* Assignment *
All of the data that follows should be written out exactly.

Source records

#####

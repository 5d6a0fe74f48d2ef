//! Pure classification of raw call events.

use crate::call::CallEvent;

/// Classification of a raw call event for lead-creation purposes.
#[derive(Debug, Clone, Copy, PartialEq, Eq)]
pub enum Qualification {
    Accepted,
    Missed,
    Unqualified,
}

impl Qualification {
    /// Whether the event should produce a call record.
    pub fn qualifies(&self) -> bool {
        !matches!(self, Qualification::Unqualified)
    }

    /// Stored call-type label for qualified events.
    pub fn call_type(&self) -> Option<&'static str> {
        match self {
            Qualification::Accepted => Some("Accepted"),
            Qualification::Missed => Some("Missed"),
            Qualification::Unqualified => None,
        }
    }
}

/// Classify a call event.
///
/// Rules, in order: events without legs and non-inbound events never qualify;
/// an event with any leg whose result is "accepted" (any casing) is Accepted
/// regardless of its top-level result; otherwise a top-level result of
/// "missed" (any casing) is Missed; everything else is Unqualified.
pub fn qualify(event: &CallEvent) -> Qualification {
    if event.legs.is_empty() {
        return Qualification::Unqualified;
    }
    if event.direction != "Inbound" {
        return Qualification::Unqualified;
    }
    if event
        .legs
        .iter()
        .any(|leg| leg.result.eq_ignore_ascii_case("accepted"))
    {
        return Qualification::Accepted;
    }
    if event.result.eq_ignore_ascii_case("missed") {
        return Qualification::Missed;
    }
    Qualification::Unqualified
}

#####

* Response to this task *
repository 5d6a0fe74f48d2ef
//! Pure classification of raw call events.

use crate::call::CallEvent;

/// Classification of a raw call event for lead-creation purposes.
#[derive(Debug, Clone, Copy, PartialEq, Eq)]
pub enum Qualification {
    Accepted,
    Missed,
    Unqualified,
}

impl Qualification {
    /// Whether the event should produce a call record.
    pub fn qualifies(&self) -> bool {
        !matches!(self, Qualification::Unqualified)
    }

    /// Stored call-type label for qualified events.
    pub fn call_type(&self) -> Option<&'static str> {
        match self {
            Qualification::Accepted => Some("Accepted"),
            Qualification::Missed => Some("Missed"),
            Qualification::Unqualified => None,
        }
    }
}

/// Classify a call event.
///
/// Rules, in order: events without legs and non-inbound events never qualify;
/// an event with any leg whose result is "accepted" (any casing) is Accepted
/// regardless of its top-level result; otherwise a top-level result of
/// "missed" (any casing) is Missed; everything else is Unqualified.
pub fn qualify(event: &CallEvent) -> Qualification {
    if event.legs.is_empty() {
        return Qualification::Unqualified;
    }
    if event.direction != "Inbound" {
        return Qualification::Unqualified;
    }
    if event
        .legs
        .iter()
        .any(|leg| leg.result.eq_ignore_ascii_case("accepted"))
    {
        return Qualification::Accepted;
    }
    if event.result.eq_ignore_ascii_case("missed") {
        return Qualification::Missed;
    }
    Qualification::Unqualified
}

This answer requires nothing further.